Excerpted data below:

//! Settings snapshot read by the cleaner on every call.
//!
//! The snapshot is immutable. Changes arrive as a [`SettingsUpdate`] and
//! produce a fresh snapshot via [`Settings::apply`]; nothing is cached
//! between cleaning calls.

use crate::error::{Error, Result};
use serde::{Deserialize, Deserializer, Serialize};
use std::fmt;
use std::str::FromStr;

/// Options controlling how copied text is cleaned.
///
/// Serialized with the same camelCase keys the browser extension keeps in
/// sync storage, so a stored settings object can be loaded directly:
///
/// ```
/// use copyclean::{CleaningMode, Settings};
///
/// let settings = Settings::from_json(r#"{"mode":"conservative"}"#)?;
/// assert_eq!(settings.mode, CleaningMode::Conservative);
/// assert!(settings.protect_code_blocks);
/// # Ok::<(), copyclean::Error>(())
/// ```
#[derive(Debug, Clone, Copy, PartialEq, Eq, Serialize, Deserialize)]
#[serde(rename_all = "camelCase", default)]
pub struct Settings {
    /// Whether cleaning is active at all. Enforced by callers, not by [`crate::clean`].
    pub enabled: bool,

    /// Which rule set runs.
    pub mode: CleaningMode,

    /// Whether fenced and inline code spans are shielded from the rules.
    pub protect_code_blocks: bool,

    /// Whether cleaning events are reported at `info` level.
    pub show_notifications: bool,
}

impl Default for Settings {
    fn default() -> Self {
        Self {
            enabled: true,
            mode: CleaningMode::Aggressive,
            protect_code_blocks: true,
            show_notifications: true,
        }
    }
}

impl Settings {
    /// Creates new settings with default values.
    pub fn new() -> Self {
        Self::default()
    }

    /// Parses a settings snapshot from JSON. Missing keys take defaults.
    pub fn from_json(json: &str) -> Result<Self> {
        Ok(serde_json::from_str(json)?)
    }

    /// Serializes the snapshot to compact JSON.
    pub fn to_json(&self) -> Result<String> {
        Ok(serde_json::to_string(self)?)
    }

    /// Sets the cleaning mode.
    pub fn with_mode(mut self, mode: CleaningMode) -> Self {
        self.mode = mode;
        self
    }

    /// Selects conservative mode (keep intentional links).
    pub fn conservative(self) -> Self {
        self.with_mode(CleaningMode::Conservative)
    }

    /// Selects aggressive mode (drop all links and URLs).
    pub fn aggressive(self) -> Self {
        self.with_mode(CleaningMode::Aggressive)
    }

    /// Lets the rules run over code spans too.
    pub fn without_code_protection(mut self) -> Self {
        self.protect_code_blocks = false;
        self
    }

    /// Silences cleaning notifications.
    pub fn quiet(mut self) -> Self {
        self.show_notifications = false;
        self
    }

    /// Marks the cleaner as switched off.
    pub fn disabled(mut self) -> Self {
        self.enabled = false;
        self
    }

    /// Returns a new snapshot with `update` applied on top of this one.
    pub fn apply(&self, update: &SettingsUpdate) -> Settings {
        Settings {
            enabled: update.enabled.unwrap_or(self.enabled),
            mode: update.mode.unwrap_or(self.mode),
            protect_code_blocks: update.protect_code_blocks.unwrap_or(self.protect_code_blocks),
            show_notifications: update.show_notifications.unwrap_or(self.show_notifications),
        }
    }
}

/// A partial change to the settings, as delivered by the storage change feed.
#[derive(Debug, Clone, Copy, Default, PartialEq, Eq, Deserialize)]
#[serde(rename_all = "camelCase", default)]
pub struct SettingsUpdate {
    pub enabled: Option<bool>,
    pub mode: Option<CleaningMode>,
    pub protect_code_blocks: Option<bool>,
    pub show_notifications: Option<bool>,
}

impl SettingsUpdate {
    /// Builds an update from a loosely typed JSON payload.
    ///
    /// Fields carrying the wrong JSON type are ignored rather than rejected,
    /// so a malformed message can never knock the cleaner into a bad state.
    pub fn from_json_value(value: &serde_json::Value) -> Self {
        let flag = |key: &str| value.get(key).and_then(serde_json::Value::as_bool);

        Self {
            enabled: flag("enabled"),
            mode: value
                .get("mode")
                .and_then(serde_json::Value::as_str)
                .map(CleaningMode::from_name),
            protect_code_blocks: flag("protectCodeBlocks"),
            show_notifications: flag("showNotifications"),
        }
    }

    /// Returns true if the update changes nothing.
    pub fn is_empty(&self) -> bool {
        self.enabled.is_none()
            && self.mode.is_none()
            && self.protect_code_blocks.is_none()
            && self.show_notifications.is_none()
    }
}

/// Which rule set the cleaner runs.
#[derive(Debug, Clone, Copy, PartialEq, Eq, Hash, Default, Serialize)]
#[serde(rename_all = "lowercase")]
pub enum CleaningMode {
    /// Remove citations plus every hyperlink and URL.
    #[default]
    Aggressive,
    /// Remove citation noise only; keep intentional inline links.
    Conservative,
}

impl CleaningMode {
    /// Resolves a mode name leniently: anything but "conservative" is aggressive.
    pub fn from_name(name: &str) -> Self {
        if name.trim().eq_ignore_ascii_case("conservative") {
            CleaningMode::Conservative
        } else {
            CleaningMode::Aggressive
        }
    }

    /// Returns the canonical lowercase name.
    pub fn as_str(&self) -> &'static str {
        match self {
            CleaningMode::Aggressive => "aggressive",
            CleaningMode::Conservative => "conservative",
        }
    }
}

impl fmt::Display for CleaningMode {
    fn fmt(&self, f: &mut fmt::Formatter<'_>) -> fmt::Result {
        f.write_str(self.as_str())
    }
}

impl FromStr for CleaningMode {
    type Err = Error;

    fn from_str(s: &str) -> Result<Self> {
        match s.trim().to_ascii_lowercase().as_str() {
            "aggressive" => Ok(CleaningMode::Aggressive),
            "conservative" => Ok(CleaningMode::Conservative),
            other => Err(Error::UnknownMode(other.to_string())),
        }
    }
}

// Stored settings may carry mode names from other versions; those fall back
// to aggressive instead of failing the whole snapshot.
impl<'de> Deserialize<'de> for CleaningMode {
    fn deserialize<D: Deserializer<'de>>(deserializer: D) -> std::result::Result<Self, D::Error> {
        let name = String::deserialize(deserializer)?;
        Ok(CleaningMode::from_name(&name))
    }
}
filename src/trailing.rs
//! Trailing reference block removal.
//!
//! Copied answers often end with a block of reference definitions whose long
//! URLs were wrapped across several lines. The scanner walks backward from the
//! last line and drops lines while they look like that debris, stopping at the
//! first line of real content. Lines earlier in the text are never touched.

use regex::Regex;
use std::sync::LazyLock;

/// Wrapped-URL continuation lines must be shorter than this.
const MAX_CONTINUATION_LEN: usize = 120;

/// Domain fragments left behind when a URL wraps after its first letter
/// (e.g. `c` + `hatgpt.com`).
const WRAPPED_DOMAIN_FRAGMENTS: &[&str] = &["hatgpt.com"];

static RE_DEFINITION_START: LazyLock<Regex> =
    LazyLock::new(|| Regex::new(r"^\[[^\]]+\]:").unwrap());

static RE_URL_LINE: LazyLock<Regex> = LazyLock::new(|| Regex::new(r"(?i)^https?://").unwrap());

static RE_URL_SAFE: LazyLock<Regex> =
    LazyLock::new(|| Regex::new(r"^[A-Za-z0-9\-_/.?=&%]+$").unwrap());

/// Returns true if a (trimmed) line is reference debris.
pub fn is_reference_debris(line: &str) -> bool {
    if line.is_empty() {
        return true;
    }

    if RE_DEFINITION_START.is_match(line) || RE_URL_LINE.is_match(line) {
        return true;
    }

    if line.to_ascii_lowercase().contains("utm_") {
        return true;
    }

    if is_wrapped_domain_fragment(line) {
        return true;
    }

    is_url_continuation(line)
}

fn is_wrapped_domain_fragment(line: &str) -> bool {
    WRAPPED_DOMAIN_FRAGMENTS.iter().any(|fragment| {
        line.get(..fragment.len())
            .is_some_and(|head| head.eq_ignore_ascii_case(fragment))
    })
}

/// A short line made only of URL-safe characters. Single-word lines such as
/// `Done` qualify too; they are indistinguishable from a wrapped URL piece.
fn is_url_continuation(line: &str) -> bool {
    line.len() < MAX_CONTINUATION_LEN && RE_URL_SAFE.is_match(line)
}

/// Removes the trailing run of reference debris lines from `text`.
///
/// Only the tail is cut; everything before the first kept line is returned
/// byte for byte (including `\r\n` line endings).
///
/// # Example
///
/// ```
/// use copyclean::trailing::strip_trailing_references;
///
/// let text = "The answer.\n[1]: https://example.com/a?utm_source=x\nutm_campaign=y\n";
/// assert_eq!(strip_trailing_references(text), "The answer.");
/// ```
pub fn strip_trailing_references(text: &str) -> &str {
    let mut end = text.len();

    loop {
        let head = &text[..end];
        let (line_start, line) = match head.rfind('\n') {
            Some(newline) => (newline, &head[newline + 1..]),
            None => (0, head),
        };

        if !is_reference_debris(line.trim()) {
            break;
        }

        end = line_start;
        if end == 0 {
            break;
        }
    }

    &text[..end]
}
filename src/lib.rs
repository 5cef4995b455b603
//! # copyclean
//!
//! Strips citation markers, reference blocks, source badges and link noise
//! from text copied out of AI chat assistants, producing a clean plain-text
//! and HTML pair ready for the clipboard.
//!
//! ## Modes
//!
//! - **Aggressive** (default): removes links (keeping their text), bare URLs
//!   and every bracketed marker
//! - **Conservative**: keeps links, removes numeric markers and `utm_*`
//!   tracking parameters
//!
//! Fenced and inline code spans are left untouched unless code protection
//! is switched off.
//!
//! ## Quick Start
//!
//! ```
//! use copyclean::{clean, Settings};
//!
//! let raw = "Rust is fast [1].\n\n[1]: https://www.rust-lang.org/?utm_source=chatgpt.com\n";
//! let result = clean(raw, &Settings::default());
//!
//! assert_eq!(result.plain_text, "Rust is fast.");
//! assert!(result.html.starts_with("<div"));
//! ```
//!
//! ## Features
//!
//! - `async`: Async I/O support with Tokio
//! - `ffi`: C ABI bindings

pub mod cleanup;
pub mod error;
pub mod intercept;
pub mod render;
pub mod rules;
pub mod segment;
pub mod settings;
pub mod trailing;

#[cfg(feature = "ffi")]
pub mod ffi;

#[cfg(feature = "async")]
pub mod async_api;

// Re-exports
pub use cleanup::{
    clean, clean_batch, clean_optional, clean_text, clean_with_options, Cleaner, CleaningResult,
};
pub use error::{Error, Result};
pub use intercept::{
    intercept_write, intercept_write_text, mark_bypass, selection_copy, strip_bypass_marker,
    ClipboardData, ClipboardEntry, ClipboardItem, CopyDecision, SkipReason, BYPASS_MARKER,
};
pub use render::{render_html, to_html, Container, HtmlOptions};
pub use rules::{Rule, RuleSet};
pub use settings::{CleaningMode, Settings, SettingsUpdate};
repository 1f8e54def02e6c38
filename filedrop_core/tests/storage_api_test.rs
mod common;

use axum::http::{header, StatusCode};
use common::*;
use filedrop_core::create_app;
use tower::ServiceExt;

#[tokio::test]
async fn test_upload_list_download_scenario() {
    let state = test_state(1024 * 1024);
    let content: Vec<u8> = (0..1024u32).map(|i| (i % 251) as u8).collect();

    let response = create_app(state.clone())
        .oneshot(upload_request("report.pdf", &content))
        .await
        .unwrap();
    assert_eq!(response.status(), StatusCode::OK);
    let body = String::from_utf8(body_bytes(response).await).unwrap();
    assert!(body.contains("File uploaded successfully: report.pdf"));

    let response = create_app(state.clone())
        .oneshot(get_request("/api/storage/files"))
        .await
        .unwrap();
    assert_eq!(response.status(), StatusCode::OK);
    let names: Vec<String> = serde_json::from_slice(&body_bytes(response).await).unwrap();
    assert_eq!(names, vec!["report.pdf".to_string()]);

    let response = create_app(state)
        .oneshot(get_request("/api/storage/download/report.pdf"))
        .await
        .unwrap();
    assert_eq!(response.status(), StatusCode::OK);
    assert_eq!(
        response.headers().get(header::CONTENT_TYPE).unwrap(),
        "application/octet-stream"
    );
    assert_eq!(
        response.headers().get(header::CONTENT_DISPOSITION).unwrap(),
        "attachment; filename=report.pdf"
    );
    assert_eq!(body_bytes(response).await, content);
}

#[tokio::test]
async fn test_download_missing_file_returns_404() {
    let response = create_app(test_state(1024))
        .oneshot(get_request("/api/storage/download/missing.txt"))
        .await
        .unwrap();

    assert_eq!(response.status(), StatusCode::NOT_FOUND);
    let body: serde_json::Value = serde_json::from_slice(&body_bytes(response).await).unwrap();
    assert_eq!(body["status"], 404);
}

#[tokio::test]
async fn test_empty_listing() {
    let response = create_app(test_state(1024))
        .oneshot(get_request("/api/storage/files"))
        .await
        .unwrap();

    assert_eq!(response.status(), StatusCode::OK);
    let names: Vec<String> = serde_json::from_slice(&body_bytes(response).await).unwrap();
    assert!(names.is_empty());
}

#[tokio::test]
async fn test_reupload_serves_newest_bytes() {
    let state = test_state(1024);

    for content in [&b"first version"[..], &b"second version"[..]] {
        let response = create_app(state.clone())
            .oneshot(upload_request("notes.txt", content))
            .await
            .unwrap();
        assert_eq!(response.status(), StatusCode::OK);
    }

    let response = create_app(state.clone())
        .oneshot(get_request("/api/storage/download/notes.txt"))
        .await
        .unwrap();
    assert_eq!(body_bytes(response).await, b"second version");

    let response = create_app(state)
        .oneshot(get_request("/api/storage/files"))
        .await
        .unwrap();
    let names: Vec<String> = serde_json::from_slice(&body_bytes(response).await).unwrap();
    assert_eq!(names, vec!["notes.txt".to_string()]);
}

#[tokio::test]
async fn test_oversized_upload_is_rejected_before_storage() {
    let state = test_state(16);

    let response = create_app(state.clone())
        .oneshot(upload_request("big.bin", &[7u8; 100]))
        .await
        .unwrap();
    assert_eq!(response.status(), StatusCode::PAYLOAD_TOO_LARGE);

    let names = state.transfer_service.list_files().await.unwrap();
    assert!(names.is_empty());
}

#[tokio::test]
async fn test_upload_without_file_field() {
    let response = create_app(test_state(1024))
        .oneshot(upload_request_with_field("attachment", "a.txt", b"data"))
        .await
        .unwrap();

    assert_eq!(response.status(), StatusCode::BAD_REQUEST);
}

#[tokio::test]
async fn test_upload_with_invalid_name() {
    let response = create_app(test_state(1024))
        .oneshot(upload_request("..", b"data"))
        .await
        .unwrap();

    assert_eq!(response.status(), StatusCode::BAD_REQUEST);
}

#[tokio::test]
async fn test_upload_strips_client_path() {
    let state = test_state(1024);

    let response = create_app(state.clone())
        .oneshot(upload_request("C:\\Users\\me\\photo.png", b"png"))
        .await
        .unwrap();
    assert_eq!(response.status(), StatusCode::OK);

    let body = String::from_utf8(body_bytes(response).await).unwrap();
    assert_eq!(body, "File uploaded successfully: photo.png");
}

#[tokio::test]
async fn test_download_percent_encoded_name() {
    let state = test_state(1024);

    create_app(state.clone())
        .oneshot(upload_request("my report.txt", b"spaces"))
        .await
        .unwrap();

    let response = create_app(state)
        .oneshot(get_request("/api/storage/download/my%20report.txt"))
        .await
        .unwrap();
    assert_eq!(response.status(), StatusCode::OK);
    assert_eq!(body_bytes(response).await, b"spaces");
}

#[tokio::test]
async fn test_health_reports_storage() {
    let response = create_app(test_state(1024))
        .oneshot(get_request("/health"))
        .await
        .unwrap();

    assert_eq!(response.status(), StatusCode::OK);
    let body: serde_json::Value = serde_json::from_slice(&body_bytes(response).await).unwrap();
    assert_eq!(body["success"], true);
    assert_eq!(body["data"]["storage_backend"], "memory");
    assert_eq!(body["data"]["bucket"], "test-bucket");
    assert_eq!(body["data"]["storage_status"], "healthy");
    assert_eq!(body["data"]["open_channels"], 0);
}
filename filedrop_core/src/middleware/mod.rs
//! Middleware components for the HTTP server

pub mod cors;
pub mod logging;
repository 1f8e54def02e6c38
use std::fmt;

use serde::{Deserialize, Serialize};

/// Events pushed to connected clients.
#[derive(Debug, Clone, PartialEq, Eq, Serialize, Deserialize)]
pub enum NotificationEvent {
    FileAvailable { name: String },
}

impl NotificationEvent {
    pub fn file_available(name: impl Into<String>) -> Self {
        NotificationEvent::FileAvailable { name: name.into() }
    }

    /// Text frame payload as the browser client expects it.
    pub fn to_text(&self) -> String {
        self.to_string()
    }
}

impl fmt::Display for NotificationEvent {
    fn fmt(&self, f: &mut fmt::Formatter<'_>) -> fmt::Result {
        match self {
            NotificationEvent::FileAvailable { name } => write!(f, "File available: {}", name),
        }
    }
}
use std::collections::HashMap;
use std::fmt;
use std::sync::Arc;
use std::time::Duration;

use axum::extract::ws::{Message, WebSocket};
use chrono::{DateTime, Utc};
use futures_util::future::join_all;
use futures_util::{SinkExt, StreamExt};
use tokio::sync::{mpsc, OwnedSemaphorePermit, RwLock, Semaphore};
use tokio::time::timeout;
use tracing::{debug, info, warn};
use uuid::Uuid;

use crate::config::WebSocketConfig;
use crate::error::Result;
use crate::websocket::messages::NotificationEvent;

/// Opaque token identifying one registered channel.
#[derive(Debug, Clone, Copy, PartialEq, Eq, Hash)]
pub struct ChannelHandle(Uuid);

impl fmt::Display for ChannelHandle {
    fn fmt(&self, f: &mut fmt::Formatter<'_>) -> fmt::Result {
        self.0.fmt(f)
    }
}

#[derive(Debug)]
pub struct ClientChannel {
    pub session_id: String,
    pub connected_at: DateTime<Utc>,
    sender: mpsc::Sender<NotificationEvent>,
}

#[derive(Debug, Default, Clone, Copy, PartialEq, Eq)]
pub struct BroadcastReport {
    pub delivered: usize,
    pub dropped: usize,
}

enum SendOutcome {
    Delivered,
    Closed,
    TimedOut,
}

/// Registry of live client channels and fan-out of notification events.
#[derive(Debug, Clone)]
pub struct NotificationHub {
    channels: Arc<RwLock<HashMap<ChannelHandle, ClientChannel>>>,
    connection_slots: Arc<Semaphore>,
    send_timeout: Duration,
    buffer_size: usize,
    max_connections: usize,
}

impl NotificationHub {
    pub fn new(config: &WebSocketConfig) -> Self {
        Self {
            channels: Arc::new(RwLock::new(HashMap::new())),
            connection_slots: Arc::new(Semaphore::new(config.max_connections)),
            send_timeout: config.send_timeout(),
            buffer_size: config.message_buffer_size,
            max_connections: config.max_connections,
        }
    }

    pub fn buffer_size(&self) -> usize {
        self.buffer_size
    }

    pub fn max_connections(&self) -> usize {
        self.max_connections
    }

    /// Claim one of the `max_connections` WebSocket slots. The slot is held
    /// until the returned permit is dropped.
    pub fn try_reserve_slot(&self) -> Option<OwnedSemaphorePermit> {
        self.connection_slots.clone().try_acquire_owned().ok()
    }

    /// Add `sender` to the broadcast set. Registering the same sender twice
    /// returns the handle it already has.
    pub async fn register(
        &self,
        session_id: impl Into<String>,
        sender: mpsc::Sender<NotificationEvent>,
    ) -> ChannelHandle {
        let mut channels = self.channels.write().await;

        if let Some((handle, _)) = channels
            .iter()
            .find(|(_, channel)| channel.sender.same_channel(&sender))
        {
            return *handle;
        }

        let handle = ChannelHandle(Uuid::new_v4());
        let session_id = session_id.into();
        info!(channel_id = %handle, session_id = %session_id, "Channel registered");

        channels.insert(
            handle,
            ClientChannel {
                session_id,
                connected_at: Utc::now(),
                sender,
            },
        );
        handle
    }

    pub async fn unregister(&self, handle: ChannelHandle) {
        let mut channels = self.channels.write().await;
        if let Some(channel) = channels.remove(&handle) {
            info!(channel_id = %handle, session_id = %channel.session_id, "Channel unregistered");
        }
    }

    pub async fn channel_count(&self) -> usize {
        self.channels.read().await.len()
    }

    /// Send `event` to every registered channel.
    ///
    /// Sends run concurrently and each is bounded by the configured timeout.
    /// Channels whose receiver is gone or which time out are removed.
    pub async fn broadcast(&self, event: NotificationEvent) -> BroadcastReport {
        let targets: Vec<(ChannelHandle, mpsc::Sender<NotificationEvent>)> = {
            let channels = self.channels.read().await;
            channels
                .iter()
                .map(|(handle, channel)| (*handle, channel.sender.clone()))
                .collect()
        };

        if targets.is_empty() {
            debug!("No channels registered, skipping broadcast");
            return BroadcastReport::default();
        }

        let send_timeout = self.send_timeout;
        let sends = targets.into_iter().map(|(handle, sender)| {
            let event = event.clone();
            async move {
                let outcome = match timeout(send_timeout, sender.send(event)).await {
                    Ok(Ok(())) => SendOutcome::Delivered,
                    Ok(Err(_)) => SendOutcome::Closed,
                    Err(_) => SendOutcome::TimedOut,
                };
                (handle, outcome)
            }
        });

        let mut report = BroadcastReport::default();
        let mut failed = Vec::new();
        for (handle, outcome) in join_all(sends).await {
            match outcome {
                SendOutcome::Delivered => report.delivered += 1,
                SendOutcome::Closed => {
                    debug!(channel_id = %handle, "Channel closed during broadcast");
                    failed.push(handle);
                }
                SendOutcome::TimedOut => {
                    warn!(channel_id = %handle, "Channel send timed out during broadcast");
                    failed.push(handle);
                }
            }
        }

        if !failed.is_empty() {
            let mut channels = self.channels.write().await;
            for handle in failed {
                if channels.remove(&handle).is_some() {
                    report.dropped += 1;
                    info!(channel_id = %handle, "Removed failed channel");
                }
            }
        }

        report
    }

    /// Bridge a WebSocket to a hub channel until either side closes.
    pub async fn handle_connection(&self, socket: WebSocket, session_id: String) -> Result<()> {
        let (mut sink, mut stream) = socket.split();
        let (tx, mut rx) = mpsc::channel::<NotificationEvent>(self.buffer_size);

        let handle = self.register(session_id.clone(), tx).await;

        let mut outgoing_task = tokio::spawn(async move {
            while let Some(event) = rx.recv().await {
                if sink.send(Message::Text(event.to_text())).await.is_err() {
                    debug!("WebSocket connection closed, stopping outgoing message handler");
                    break;
                }
            }
            let _ = sink.close().await;
        });

        let mut incoming_task = tokio::spawn(async move {
            while let Some(msg) = stream.next().await {
                match msg {
                    Ok(Message::Text(text)) => {
                        debug!("Ignoring client text message: {}", text);
                    }
                    Ok(Message::Close(_)) => {
                        debug!("WebSocket connection closed by client");
                        break;
                    }
                    Err(e) => {
                        warn!("WebSocket error: {}", e);
                        break;
                    }
                    _ => {}
                }
            }
        });

        tokio::select! {
            _ = &mut outgoing_task => {
                debug!(session_id = %session_id, "Outgoing message handler completed");
                incoming_task.abort();
            }
            _ = &mut incoming_task => {
                debug!(session_id = %session_id, "Incoming message handler completed");
                outgoing_task.abort();
            }
        }

        self.unregister(handle).await;
        Ok(())
    }
}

End of Excerpted data.

◆ About this exercise ◆
Note each line above that contains "while" and copy it out.

◆ Result of this task ◆
//! last line and drops lines while they look like that debris, stopping at the
            while let Some(event) = rx.recv().await {
            while let Some(msg) = stream.next().await {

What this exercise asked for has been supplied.